How to Blow Up a Pipeline is a taut thriller about a group of highly motivated stupid people who decide to do something dangerous. The film, and its protagonists, are inspired by the Swedish left-wing academic Andreas Malm’s 2021 nonfiction manifesto of the same title, which calls on climate activists to abandon nonviolent protest in favor of violence and sabotage. In the book as in the movie, blowing up a pipeline is supposed to do two things: discourage investors and reveal that Big Fossil can be put out of business … somehow. Perhaps unintentionally, the movie reveals a great deal about the dark heart of climate extremism.

The emotional core of the How to Blow Up a Pipeline is revenge. Most of the characters are drawn to terrorism through tragedies seemingly adjacent to fossil-fuel production. The ringleader, a working-class Latina named Xochitl (Ariela Barer), loses her mother to a “freak heatwave” in California. She then drops out of the University of Chicago to take direct action against fossil-fuel companies to avenge her mother as well as her best friend, Theo (Sasha Lane), who contracted a rare form of leukemia from the refineries they grew up near.

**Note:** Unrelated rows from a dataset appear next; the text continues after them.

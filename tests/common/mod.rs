#![allow(dead_code)]

use std::sync::Once;

use clispec::{Params, Value};
use tracing_subscriber::{EnvFilter, fmt, prelude::*};

static TEST_SETUP: Once = Once::new();

/// Install a test-writer subscriber once per test binary; RUST_LOG overrides the level
pub fn init_test_setup() {
    TEST_SETUP.call_once(|| {
        let env_filter =
            EnvFilter::try_from_default_env().unwrap_or_else(|_| EnvFilter::new("trace"));
        let subscriber = tracing_subscriber::registry().with(
            fmt::layer()
                .with_target(true)
                .with_test_writer()
                .with_filter(env_filter),
        );
        if subscriber.try_init().is_err() {
            eprintln!("Tracing subscriber already set");
        }
    });
}

pub fn params<const N: usize>(entries: [(&str, Value); N]) -> Params {
    entries
        .into_iter()
        .map(|(key, value)| (key.to_owned(), value))
        .collect()
}
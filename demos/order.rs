//! Order food from the command line.
//!
//! ```text
//! cargo run --example order -- pizza large -po
//! cargo run --example order -- chinese fried-rice --delivery "225 Bush St"
//! cargo run --example order -- mexican burrito -g
//! RUST_LOG=clispec=trace cargo run --example order -- pizza
//! ```

use std::process;
use std::rc::Rc;

use clispec::{Command, Outcome, Params, Parsed, Program, SpecError, Value, args_from_env};
use tracing_subscriber::{EnvFilter, fmt, prelude::*};

fn flag(params: &Params, name: &str) -> bool {
    params.get(name).and_then(Value::as_flag).unwrap_or(false)
}

fn toppings(params: &Params, names: &[&str], none: &str) -> String {
    let chosen: Vec<&str> = names.iter().copied().filter(|name| flag(params, name)).collect();
    if chosen.is_empty() {
        none.to_owned()
    } else {
        chosen.join(" and ")
    }
}

fn mexican() -> Result<Program<String>, SpecError> {
    Program::builder("mexican")
        .version("0.1.2")
        .description("any kind of mexican food")
        .command(
            Command::new("<item>", "order any kind of mexican food")
                .option("-g, --guac", "add guacamole")
                .option("-p, --pico", "add pico de gallo")
                .action(|params| {
                    let item = params["item"].as_str().unwrap_or_default();
                    let toppings = toppings(&params, &["pico", "guac"], "nothing on it");
                    Outcome::Value(format!("ordered a {item} with {toppings}."))
                }),
        )
        .build()
}

fn order() -> Result<Program<String>, SpecError> {
    let mexican = Rc::new(mexican()?);

    Program::builder("order")
        .version("0.0.1")
        .description("order food from your commandline!")
        .command(
            Command::new("pizza <size>", "order a pizza from your local pizza shop")
                .option("-p, --peperoni", "add peperoni topping")
                .option("-o, --olive", "add olive topping")
                .action(|params| {
                    let size = params["size"].as_str().unwrap_or_default();
                    let toppings = toppings(&params, &["peperoni", "olive"], "no");
                    Outcome::Value(format!("ordered a {size} pizza with {toppings} toppings"))
                }),
        )
        .command(
            Command::new(
                "chinese <dishes...>",
                "order chinese food from your local chinese restaurant",
            )
            .option(
                "-d, --delivery <address>",
                "specify an address to deliver to, otherwise pickup",
            )
            .action(|params| {
                let dishes = match params["dishes"].as_list().unwrap_or_default().split_last() {
                    Some((last, [])) => last.clone(),
                    Some((last, init)) => format!("{} and {last}", init.join(", ")),
                    None => String::new(),
                };
                let method = params
                    .get("delivery")
                    .and_then(Value::as_map)
                    .and_then(|delivery| delivery.get("address"))
                    .and_then(Value::as_str)
                    .map(|address| format!("delivered to {address}."))
                    .unwrap_or_else(|| "for pickup in 15 minutes.".to_owned());
                Outcome::Value(format!("ordered {dishes} {method}"))
            }),
        )
        .command(
            Command::new("<service>", "order from 3rd party services").action(move |params| {
                match params["service"].as_str() {
                    Some("mexican") => Outcome::hand_off(&mexican),
                    other => Outcome::fail(format!(
                        "Unknown service \"{}\".",
                        other.unwrap_or_default()
                    )),
                }
            }),
        )
        .build()
}

fn setup_logging() {
    let env_filter = EnvFilter::try_from_default_env().unwrap_or_else(|_| EnvFilter::new("warn"));
    tracing_subscriber::registry()
        .with(
            fmt::layer()
                .with_writer(std::io::stderr)
                .with_target(true)
                .with_filter(env_filter),
        )
        .init();
}

fn main() {
    setup_logging();

    let program = match order() {
        Ok(program) => program,
        Err(e) => {
            eprintln!("Error: {e}");
            process::exit(2);
        }
    };

    match program.run(args_from_env()) {
        Ok(Parsed::Help(text)) => print!("{text}"),
        Ok(Parsed::Value(message)) => println!("{message}"),
        Err(e) => {
            eprintln!("{e}");
            process::exit(1);
        }
    }
}
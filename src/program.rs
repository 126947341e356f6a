//! Program specification and the command dispatcher.

use std::fmt;
use std::rc::Rc;

use tracing::{debug, instrument};

use crate::ast::{Matched, OptionSpec, Params, Token};
use crate::error::{CliError, SpecError};
use crate::help;
use crate::matcher::{is_help, match_options, match_positional};
use crate::parser::PatternParser;
use crate::validation::{ErrorNode, Issue, Validation, render, sequence};

/// Callback run with the parameters of a matched command
pub type Action<T> = Box<dyn Fn(Params) -> Outcome<T>>;

/// Continuation that parses the arguments a command left over.
///
/// It receives the program that dispatched the command, so an action can
/// re-enter its own program or hand off to a different one.
pub type Delegate<T> = Box<dyn FnOnce(&Program<T>, Vec<String>) -> Validation<Parsed<T>>>;

/// What an action decided
pub enum Outcome<T> {
    /// Terminal value; leftover arguments are an error
    Value(T),
    /// The action's own validation rejected the parameters
    Failure(Vec<ErrorNode>),
    /// Keep parsing the leftover arguments
    Delegate(Delegate<T>),
}

impl<T> Outcome<T> {
    pub fn fail(message: impl Into<String>) -> Self {
        Outcome::Failure(vec![Issue::Custom(message.into()).into()])
    }

    pub fn delegate(
        f: impl FnOnce(&Program<T>, Vec<String>) -> Validation<Parsed<T>> + 'static,
    ) -> Self {
        Outcome::Delegate(Box::new(f))
    }
}

impl<T: 'static> Outcome<T> {
    /// Parse the leftover arguments with another program
    pub fn hand_off(program: &Rc<Program<T>>) -> Self {
        let program = Rc::clone(program);
        Outcome::delegate(move |_, rest| program.parse(rest))
    }
}

impl Outcome<Params> {
    /// Re-enter the dispatching program with the leftover arguments and merge
    /// its result into `params`. Keys already in `params` win.
    pub fn reenter(params: Params) -> Self {
        Outcome::delegate(move |program, rest| {
            program.parse(rest).map(|parsed| {
                parsed.map(|inner| {
                    let mut merged = params;
                    for (key, value) in inner {
                        merged.entry(key).or_insert(value);
                    }
                    merged
                })
            })
        })
    }
}

impl<T> From<T> for Outcome<T> {
    fn from(value: T) -> Self {
        Outcome::Value(value)
    }
}

impl<T> fmt::Debug for Outcome<T>
where
    T: fmt::Debug,
{
    fn fmt(&self, f: &mut fmt::Formatter<'_>) -> fmt::Result {
        match self {
            Outcome::Value(value) => f.debug_tuple("Value").field(value).finish(),
            Outcome::Failure(errors) => f.debug_tuple("Failure").field(errors).finish(),
            Outcome::Delegate(_) => f.write_str("Delegate(..)"),
        }
    }
}

/// Successful result of a parse
#[derive(Debug, Clone, PartialEq, Eq)]
pub enum Parsed<T> {
    /// A help trigger was given; rendered help text
    Help(String),
    Value(T),
}

impl<T> Parsed<T> {
    pub fn map<U>(self, f: impl FnOnce(T) -> U) -> Parsed<U> {
        match self {
            Parsed::Help(text) => Parsed::Help(text),
            Parsed::Value(value) => Parsed::Value(f(value)),
        }
    }

    pub fn value(&self) -> Option<&T> {
        match self {
            Parsed::Value(value) => Some(value),
            Parsed::Help(_) => None,
        }
    }

    pub fn into_value(self) -> Option<T> {
        match self {
            Parsed::Value(value) => Some(value),
            Parsed::Help(_) => None,
        }
    }

    pub fn help(&self) -> Option<&str> {
        match self {
            Parsed::Help(text) => Some(text),
            Parsed::Value(_) => None,
        }
    }
}

/// Uncompiled command: a pattern, its options and an action
pub struct Command<T> {
    pattern: String,
    description: String,
    options: Vec<(String, String)>,
    action: Option<Action<T>>,
}

impl<T> Command<T> {
    pub fn new(pattern: impl Into<String>, description: impl Into<String>) -> Self {
        Self {
            pattern: pattern.into(),
            description: description.into(),
            options: Vec::new(),
            action: None,
        }
    }

    pub fn option(mut self, pattern: impl Into<String>, description: impl Into<String>) -> Self {
        self.options.push((pattern.into(), description.into()));
        self
    }

    /// Add a shared table of `(pattern, description)` options
    pub fn options<P, D>(mut self, options: impl IntoIterator<Item = (P, D)>) -> Self
    where
        P: Into<String>,
        D: Into<String>,
    {
        self.options
            .extend(options.into_iter().map(|(p, d)| (p.into(), d.into())));
        self
    }

    pub fn action(mut self, action: impl Fn(Params) -> Outcome<T> + 'static) -> Self {
        self.action = Some(Box::new(action));
        self
    }

    fn compile(self) -> Result<CommandSpec<T>, SpecError> {
        let tokens = PatternParser::parse_command(&self.pattern)?;
        let options = self
            .options
            .iter()
            .map(|(pattern, description)| PatternParser::parse_option(pattern, description))
            .collect::<Result<Vec<_>, _>>()?;
        check_flags(&options)?;

        let action = self.action.ok_or_else(|| SpecError::MissingAction {
            pattern: self.pattern.clone(),
        })?;

        Ok(CommandSpec {
            pattern: self.pattern,
            description: self.description,
            tokens,
            options,
            action,
        })
    }
}

fn check_flags(options: &[OptionSpec]) -> Result<(), SpecError> {
    let mut seen: Vec<&str> = Vec::new();
    for option in options {
        for flag in option.short.iter().chain(std::iter::once(&option.long)) {
            if seen.contains(&flag.as_str()) {
                return Err(SpecError::DuplicateFlag {
                    pattern: option.pattern.clone(),
                    flag: flag.clone(),
                });
            }
            seen.push(flag);
        }
    }
    Ok(())
}

/// A compiled command
pub struct CommandSpec<T> {
    pattern: String,
    description: String,
    tokens: Vec<Token>,
    options: Vec<OptionSpec>,
    action: Action<T>,
}

impl<T> CommandSpec<T> {
    pub fn pattern(&self) -> &str {
        &self.pattern
    }

    pub fn description(&self) -> &str {
        &self.description
    }

    pub fn tokens(&self) -> &[Token] {
        &self.tokens
    }

    pub fn options(&self) -> &[OptionSpec] {
        &self.options
    }
}

impl<T> fmt::Debug for CommandSpec<T> {
    fn fmt(&self, f: &mut fmt::Formatter<'_>) -> fmt::Result {
        f.debug_struct("CommandSpec")
            .field("pattern", &self.pattern)
            .field("tokens", &self.tokens)
            .field("options", &self.options)
            .finish_non_exhaustive()
    }
}

pub struct ProgramBuilder<T> {
    name: String,
    version: Option<String>,
    description: Option<String>,
    commands: Vec<Command<T>>,
}

impl<T> ProgramBuilder<T> {
    pub fn version(mut self, version: impl Into<String>) -> Self {
        self.version = Some(version.into());
        self
    }

    pub fn description(mut self, description: impl Into<String>) -> Self {
        self.description = Some(description.into());
        self
    }

    /// Commands are tried in the order they are added
    pub fn command(mut self, command: Command<T>) -> Self {
        self.commands.push(command);
        self
    }

    /// Compile every pattern once
    pub fn build(self) -> Result<Program<T>, SpecError> {
        if self.commands.is_empty() {
            return Err(SpecError::NoCommands { program: self.name });
        }
        let commands = self
            .commands
            .into_iter()
            .map(Command::compile)
            .collect::<Result<Vec<_>, _>>()?;

        debug!(program = %self.name, commands = commands.len(), "compiled program");
        Ok(Program {
            name: self.name,
            version: self.version,
            description: self.description,
            commands,
        })
    }
}

/// Compiled, immutable program specification
#[derive(Debug)]
pub struct Program<T> {
    name: String,
    version: Option<String>,
    description: Option<String>,
    commands: Vec<CommandSpec<T>>,
}

impl<T> Program<T> {
    pub fn builder(name: impl Into<String>) -> ProgramBuilder<T> {
        ProgramBuilder {
            name: name.into(),
            version: None,
            description: None,
            commands: Vec::new(),
        }
    }

    pub fn name(&self) -> &str {
        &self.name
    }

    pub fn version(&self) -> Option<&str> {
        self.version.as_deref()
    }

    pub fn description(&self) -> Option<&str> {
        self.description.as_deref()
    }

    pub fn commands(&self) -> &[CommandSpec<T>] {
        &self.commands
    }

    pub fn help(&self) -> String {
        help::render(self)
    }

    /// Parse `input` against every command and return the first match, or
    /// every command's failure when none match
    pub fn parse(&self, input: impl IntoArgs) -> Validation<Parsed<T>> {
        self.dispatch(input.into_args())
    }

    /// Like [`Program::parse`], but turns a failure into a rendered [`CliError`]
    pub fn run(&self, input: impl IntoArgs) -> Result<Parsed<T>, CliError> {
        self.parse(input)
            .into_result()
            .map_err(|errors| CliError::NoMatchingCommand {
                program: self.name.clone(),
                report: render(&errors),
            })
    }

    #[instrument(level = "debug", skip(self), fields(program = %self.name))]
    fn dispatch(&self, args: Vec<String>) -> Validation<Parsed<T>> {
        if args.first().is_none_or(|arg| is_help(arg)) {
            debug!("help requested");
            return Validation::success(Parsed::Help(self.help()));
        }

        let mut failures = Vec::with_capacity(self.commands.len());
        for command in &self.commands {
            match self.attempt(command, &args) {
                Validation::Success(parsed) => {
                    debug!(command = %command.pattern, "command matched");
                    return Validation::success(parsed);
                }
                failure => {
                    debug!(command = %command.pattern, "command did not match");
                    failures.push(failure);
                }
            }
        }

        // build() guarantees at least one command, so this is always a failure
        sequence(failures).chain(|_| Validation::failure(Vec::new()))
    }

    fn attempt(&self, command: &CommandSpec<T>, args: &[String]) -> Validation<Parsed<T>> {
        let pattern = &command.pattern;
        match_positional(&command.tokens, args)
            .context(format!("While parsing positional arguments for \"{pattern}\""))
            .chain(|positional| {
                match_options(&command.options, &positional.remaining)
                    .context(format!("While parsing options for \"{pattern}\""))
                    .map(|options| positional.merge(options))
            })
            .chain(|Matched { params, remaining }| {
                self.resolve(command, (command.action)(params), remaining)
            })
    }

    fn resolve(
        &self,
        command: &CommandSpec<T>,
        outcome: Outcome<T>,
        remaining: Vec<String>,
    ) -> Validation<Parsed<T>> {
        let label = format!("While parsing with \"{}\"", command.pattern);
        match outcome {
            Outcome::Delegate(next) => next(self, remaining).context(label),
            Outcome::Failure(errors) => Validation::failure(errors).context(label),
            Outcome::Value(_) if !remaining.is_empty() => {
                Validation::fail(Issue::LeftoverArguments(remaining)).context(label)
            }
            Outcome::Value(value) => Validation::success(Parsed::Value(value)),
        }
    }
}

/// Anything that can be turned into an argument list.
///
/// Strings are split on whitespace; lists are taken as-is.
pub trait IntoArgs {
    fn into_args(self) -> Vec<String>;
}

impl IntoArgs for &str {
    fn into_args(self) -> Vec<String> {
        self.split_whitespace().map(str::to_owned).collect()
    }
}

impl IntoArgs for String {
    fn into_args(self) -> Vec<String> {
        self.as_str().into_args()
    }
}

impl IntoArgs for Vec<String> {
    fn into_args(self) -> Vec<String> {
        self
    }
}

impl IntoArgs for &[String] {
    fn into_args(self) -> Vec<String> {
        self.to_vec()
    }
}

impl IntoArgs for Vec<&str> {
    fn into_args(self) -> Vec<String> {
        self.into_iter().map(str::to_owned).collect()
    }
}

impl IntoArgs for &[&str] {
    fn into_args(self) -> Vec<String> {
        self.iter().map(|s| s.to_string()).collect()
    }
}

impl<const N: usize> IntoArgs for [&str; N] {
    fn into_args(self) -> Vec<String> {
        self.into_iter().map(str::to_owned).collect()
    }
}

/// Arguments of the running process without the executable path
pub fn args_from_env() -> Vec<String> {
    std::env::args().skip(1).collect()
}
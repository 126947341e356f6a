use std::collections::HashSet;

use pest::{Parser, iterators::Pair};
use pest_derive::Parser;

use crate::ast::{OptionSpec, Token};
use crate::error::SpecError;

#[derive(Parser)]
#[grammar = "src/pattern.pest"]
pub struct PatternParser;

impl PatternParser {
    /// Compile a command pattern such as `"chinese <dishes...>"`
    pub fn parse_command(pattern: &str) -> Result<Vec<Token>, SpecError> {
        let mut pairs = PatternParser::parse(Rule::command, pattern)
            .map_err(|e| SpecError::pattern(pattern, e))?;

        let tokens: Vec<Token> = pairs
            .next()
            .map(|command| command.into_inner().filter_map(Self::parse_token).collect())
            .unwrap_or_default();

        Self::check_tokens(pattern, &tokens)?;
        Ok(tokens)
    }

    /// Compile an option pattern such as `"-s, --args <foo> <bar>"`
    pub fn parse_option(pattern: &str, description: &str) -> Result<OptionSpec, SpecError> {
        let mut pairs = PatternParser::parse(Rule::option, pattern)
            .map_err(|e| SpecError::pattern(pattern, e))?;

        let mut short = None;
        let mut long = String::new();
        let mut tokens = Vec::new();

        for pair in pairs.next().into_iter().flat_map(Pair::into_inner) {
            match pair.as_rule() {
                Rule::short_flag => short = Some(pair.as_str().to_owned()),
                Rule::long_flag => long = pair.as_str().to_owned(),
                _ => tokens.extend(Self::parse_token(pair)),
            }
        }

        if let Some(Token::Literal(name)) = tokens.iter().find(|t| matches!(t, Token::Literal(_))) {
            return Err(SpecError::LiteralInOption {
                pattern: pattern.to_owned(),
                name: name.clone(),
            });
        }
        Self::check_tokens(pattern, &tokens)?;

        Ok(OptionSpec {
            pattern: pattern.to_owned(),
            description: description.to_owned(),
            name: long.trim_start_matches("--").to_owned(),
            short,
            long,
            tokens,
        })
    }

    fn parse_token(pair: Pair<Rule>) -> Option<Token> {
        match pair.as_rule() {
            Rule::variadic => Self::ident(pair).map(Token::Variadic),
            Rule::param => Self::ident(pair).map(Token::Param),
            Rule::literal => Some(Token::Literal(pair.as_str().to_owned())),
            _ => None,
        }
    }

    fn ident(pair: Pair<Rule>) -> Option<String> {
        pair.into_inner()
            .find(|p| p.as_rule() == Rule::ident)
            .map(|p| p.as_str().to_owned())
    }

    /// Variadic only in last position, names unique within the pattern
    fn check_tokens(pattern: &str, tokens: &[Token]) -> Result<(), SpecError> {
        if let Some((_, init)) = tokens.split_last() {
            if let Some(token) = init.iter().find(|t| t.is_variadic()) {
                return Err(SpecError::VariadicNotLast {
                    pattern: pattern.to_owned(),
                    name: token.name().to_owned(),
                });
            }
        }

        // only names that land in `Params` must be unique
        let mut seen = HashSet::new();
        for token in tokens.iter().filter(|t| !matches!(t, Token::Literal(_))) {
            if !seen.insert(token.name()) {
                return Err(SpecError::DuplicateToken {
                    pattern: pattern.to_owned(),
                    name: token.name().to_owned(),
                });
            }
        }
        Ok(())
    }
}
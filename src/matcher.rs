//! Recursive matching of compiled tokens and options against an argument list.
//!
//! Positional tokens are matched first; [`match_options`] only ever sees the
//! arguments left after the owning command's last positional token.

use tracing::trace;

use crate::ast::{Matched, OptionSpec, Params, Token, Value};
use crate::validation::{ErrorNode, Issue, Validation};

/// Anything with a leading `-` looks like an option
pub fn is_option(arg: &str) -> bool {
    arg.starts_with('-')
}

/// `""`, `-h` and `--help` ask for help instead of being parsed
pub fn is_help(arg: &str) -> bool {
    matches!(arg, "" | "-h" | "--help")
}

/// `-btf`: a single dash followed by two or more flag characters
pub fn is_bundle(arg: &str) -> bool {
    let mut chars = arg.chars();
    chars.next() == Some('-') && chars.next().is_some_and(|c| c != '-') && chars.next().is_some()
}

fn merge_with(first: Matched) -> impl FnOnce(Matched) -> Matched {
    move |later| first.merge(later)
}

/// Match `tokens` against the front of `args`.
///
/// Leftover arguments are not an error here; the caller decides what to do
/// with [`Matched::remaining`].
pub fn match_positional(tokens: &[Token], args: &[String]) -> Validation<Matched> {
    let Some((token, rest_tokens)) = tokens.split_first() else {
        return Validation::success(Matched::untouched(args));
    };
    let Some((arg, rest_args)) = args.split_first() else {
        return Validation::fail(Issue::MissingArguments(
            tokens.iter().map(Token::to_string).collect(),
        ));
    };

    if is_option(arg) {
        return Validation::fail(Issue::UnexpectedOption {
            token: token.to_string(),
            received: arg.clone(),
        });
    }

    trace!(%token, %arg, "matching positional token");
    match token {
        Token::Literal(name) if name == arg => {
            let here = Matched::untouched(rest_args);
            Validation::success(here)
                .map(merge_with)
                .ap(match_positional(rest_tokens, rest_args))
        }
        Token::Literal(name) => Validation::fail(Issue::UnknownCommandKeyword {
            expected: name.clone(),
            received: arg.clone(),
        }),
        Token::Param(name) => {
            let here = Matched::new(
                Params::from([(name.clone(), Value::Str(arg.clone()))]),
                rest_args.to_vec(),
            );
            Validation::success(here)
                .map(merge_with)
                .ap(match_positional(rest_tokens, rest_args))
        }
        Token::Variadic(name) => {
            let split = args.iter().position(|a| is_option(a)).unwrap_or(args.len());
            let (taken, remaining) = args.split_at(split);
            Validation::success(Matched::new(
                Params::from([(name.clone(), Value::List(taken.to_vec()))]),
                remaining.to_vec(),
            ))
        }
    }
}

/// Match trailing flag arguments against a command's `options`.
///
/// Stops at the first argument that is not an option (or is a help trigger)
/// and hands the rest back as remaining. Bundle failures accumulate with
/// whatever follows them; a failing single option ends the walk.
pub fn match_options(options: &[OptionSpec], args: &[String]) -> Validation<Matched> {
    let mut found = Validation::success(Params::new());
    let mut rest = args;

    let tail = loop {
        let Some((next, after)) = rest.split_first() else {
            break Validation::success(Vec::new());
        };
        if !is_option(next) || is_help(next) {
            break Validation::success(rest.to_vec());
        }
        if options.is_empty() {
            break Validation::fail(Issue::UnknownOption(next.clone()));
        }

        if is_bundle(next) {
            trace!(bundle = %next, "expanding bundled flags");
            found = found.zip(match_bundle(options, next)).map(merge_params);
            rest = after;
            continue;
        }

        let Some(option) = options.iter().find(|option| option.matches(next)) else {
            break Validation::fail(Issue::UnknownOption(next.clone()));
        };

        trace!(option = %option.pattern, "matched option");
        match match_single(option, next, after) {
            Validation::Success((params, remaining)) => {
                found = found.map(|earlier| merge_params((earlier, params)));
                rest = remaining;
            }
            Validation::Failure(errors) => break Validation::failure(errors),
        }
    };

    found.zip(tail).map(|(params, remaining)| Matched::new(params, remaining))
}

/// Later keys win
fn merge_params((mut earlier, later): (Params, Params)) -> Params {
    earlier.extend(later);
    earlier
}

/// One `-t` / `--tag` occurrence whose flag is already known to match.
///
/// On success, returns the option's parameters and the unconsumed suffix of `rest`.
fn match_single<'a>(
    option: &OptionSpec,
    tag: &str,
    rest: &'a [String],
) -> Validation<(Params, &'a [String])> {
    if option.is_boolean() {
        return Validation::success((
            Params::from([(option.name.clone(), Value::Flag(true))]),
            rest,
        ));
    }

    let nested = match_positional(&option.tokens, rest)
        .map(move |Matched { params, remaining }| {
            let consumed = rest.len() - remaining.len();
            (
                Params::from([(option.name.clone(), Value::Map(params))]),
                &rest[consumed..],
            )
        })
        .context(format!("While parsing arguments for \"{}\"", option.pattern));

    match nested {
        Validation::Failure(mut errors) => {
            errors.push(ErrorNode::from(Issue::UnparsableOption(tag.to_owned())));
            Validation::failure(errors)
        }
        matched => matched,
    }
}

/// Expand `-btf` into `-b -t -f` and set every flag, reporting each bad tag
fn match_bundle(options: &[OptionSpec], bundle: &str) -> Validation<Params> {
    bundle
        .chars()
        .skip(1)
        .map(|c| {
            let tag = format!("-{c}");
            match options.iter().find(|o| o.short.as_deref() == Some(tag.as_str())) {
                None => Validation::fail(Issue::UnknownBooleanOption(tag)),
                Some(option) if !option.is_boolean() => {
                    Validation::fail(Issue::NonBooleanInBundle {
                        tag,
                        pattern: option.pattern.clone(),
                    })
                }
                Some(option) => Validation::success((option.name.clone(), Value::Flag(true))),
            }
        })
        .collect::<Validation<Vec<_>>>()
        .map(|flags| flags.into_iter().collect())
}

These tragedies are supposed to supply the emotional rationale for their mission. It’s a familiar moral logic of recent times: Something bad happens to you, which is supposed to grant you license to do whatever you want, because bad things happen only to the innocent. Rules don’t apply to those who suffer. This view lends itself well to ideologies primed to lionize victims and long for martyrs.